Awards For Play-It-Safe Times
Journalists ran a popularity check on this year’s British Academy nominations, and found that the films least popular with the public were most popular with film critics; it was ever thus.
What’s different this year is the depth of conservatism expressed by the award wins. A very Home Counties cowboy film to lead the pack. Something for Will Smith (who didn’t turn up). Gongs for the cosily nostalgic ‘Belfast’ and ‘West Side Story’. Even the admittedly still wonderful Dame Shirley Bassey was wheeled out to sing a half-century-old Bond song.

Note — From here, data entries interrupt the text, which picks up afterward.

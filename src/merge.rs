use std::collections::{BTreeSet, HashMap, HashSet};
use std::fmt::Debug;
use std::hash::Hash;

use log::{info, warn};

use serde::Deserialize;


#[derive(Debug, Clone, Copy, PartialEq, Eq)]
pub enum JoinKind {
	Inner,
	Left,
}


#[derive(Debug, Clone, PartialEq, Eq)]
pub struct MatchDiagnostic<K: Ord> {
	pub left_unmatched: BTreeSet<K>,
	pub right_unmatched: BTreeSet<K>,
}

impl<K: Ord> MatchDiagnostic<K> {
	pub fn is_clean(&self) -> bool {
		self.left_unmatched.is_empty() && self.right_unmatched.is_empty()
	}

	pub fn swapped(self) -> Self {
		Self{
			left_unmatched: self.right_unmatched,
			right_unmatched: self.left_unmatched,
		}
	}
}


pub struct Joined<'l, 'r, L, R, K: Ord> {
	pub rows: Vec<(&'l L, Option<&'r R>)>,
	pub diagnostic: MatchDiagnostic<K>,
}

impl<'l, 'r, L, R, K: Ord> Joined<'l, 'r, L, R, K> {
	pub fn matched(&self) -> impl Iterator<Item = (&'l L, &'r R)> + '_ {
		self.rows.iter().filter_map(|(l, r)| r.map(|r| (*l, r)))
	}
}

// n rows on the left and m on the right sharing a key give n*m rows
pub fn join<'l, 'r, L, R, K, FL, FR>(
		left: &'l [L],
		right: &'r [R],
		kind: JoinKind,
		key_l: FL,
		key_r: FR,
) -> Joined<'l, 'r, L, R, K>
	where K: Hash + Eq + Ord + Clone,
	      FL: Fn(&L) -> K,
	      FR: Fn(&R) -> K
{
	let mut index: HashMap<K, Vec<&'r R>> = HashMap::new();
	for r in right.iter() {
		index.entry(key_r(r)).or_default().push(r);
	}

	let mut rows = Vec::with_capacity(left.len());
	let mut left_keys = HashSet::new();
	let mut left_unmatched = BTreeSet::new();
	for l in left.iter() {
		let k = key_l(l);
		match index.get(&k) {
			Some(matches) => {
				for r in matches.iter() {
					rows.push((l, Some(*r)));
				}
			},
			None => {
				if kind == JoinKind::Left {
					rows.push((l, None));
				}
				left_unmatched.insert(k.clone());
			},
		}
		left_keys.insert(k);
	}

	let right_unmatched = index.into_iter()
		.map(|(k, _)| k)
		.filter(|k| !left_keys.contains(k))
		.collect();

	Joined{
		rows,
		diagnostic: MatchDiagnostic{
			left_unmatched,
			right_unmatched,
		},
	}
}


pub fn find_duplicates<T, K, F>(rows: &[T], key: F) -> Vec<K>
	where K: Hash + Eq + Clone,
	      F: Fn(&T) -> K
{
	let mut seen = HashSet::new();
	let mut reported = HashSet::new();
	let mut result = Vec::new();
	for row in rows.iter() {
		let k = key(row);
		if !seen.insert(k.clone()) && reported.insert(k.clone()) {
			result.push(k);
		}
	}
	result
}


#[derive(Debug, Clone, Copy, PartialEq, Eq, Deserialize)]
pub struct DiagnosticPolicy {
	#[serde(default = "default_left_tolerance")]
	pub left_tolerance: usize,
	#[serde(default = "default_right_tolerance")]
	pub right_tolerance: usize,
}

fn default_left_tolerance() -> usize {
	1
}

fn default_right_tolerance() -> usize {
	3
}

impl Default for DiagnosticPolicy {
	fn default() -> Self {
		Self{
			left_tolerance: default_left_tolerance(),
			right_tolerance: default_right_tolerance(),
		}
	}
}

impl DiagnosticPolicy {
	pub fn exceeded<K: Ord>(&self, diag: &MatchDiagnostic<K>) -> bool {
		diag.left_unmatched.len() > self.left_tolerance || diag.right_unmatched.len() > self.right_tolerance
	}

	pub fn report<K: Ord + Debug>(&self, merge: &str, left: &str, right: &str, diag: &MatchDiagnostic<K>) -> bool {
		let exceeded = self.exceeded(diag);
		if exceeded {
			warn!("{}: {} keys missing from {}, {} keys missing from {}", merge, diag.right_unmatched.len(), left, diag.left_unmatched.len(), right);
			warn!("{}: only in {}: {:?}", merge, right, diag.right_unmatched);
			warn!("{}: only in {}: {:?}", merge, left, diag.left_unmatched);
		} else {
			info!("{}: {} unmatched in {}, {} unmatched in {} (within tolerance)", merge, diag.left_unmatched.len(), left, diag.right_unmatched.len(), right);
		}
		exceeded
	}
}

This meant no Stephen Graham, whose role in ‘Boiling Point’ was head and shoulders above anything else this year. No Ruth Negga or Tessa Thompson for the brilliant ‘Passing’. No rank outsiders (anyone else see the superb ‘Compartment No.6’, ‘Benediction’ or ‘The Innocents’?) Instead, big wins for Hollywood royalty, UK grandees and a disturbingly clueless sweep-up of the rest.
I’d suggest we’ve fallen back into the past, but the past was often more adventurous. No wonder the ceremony is barely watched at home. Awards ceremonies were never meritocratic – you only have to look at the appalling omissions of past lists. It seems as if every year new checks and balances are put in place to ensure fairer voting, but this just seems to make any kind of cohesive statement about what British awards should be less and less likely.
Personally I’d guide audiences toward what they could be watching, although in a year when the biggest talking point – 007’s return – got pretty thoroughly ignored, all bets are off from now.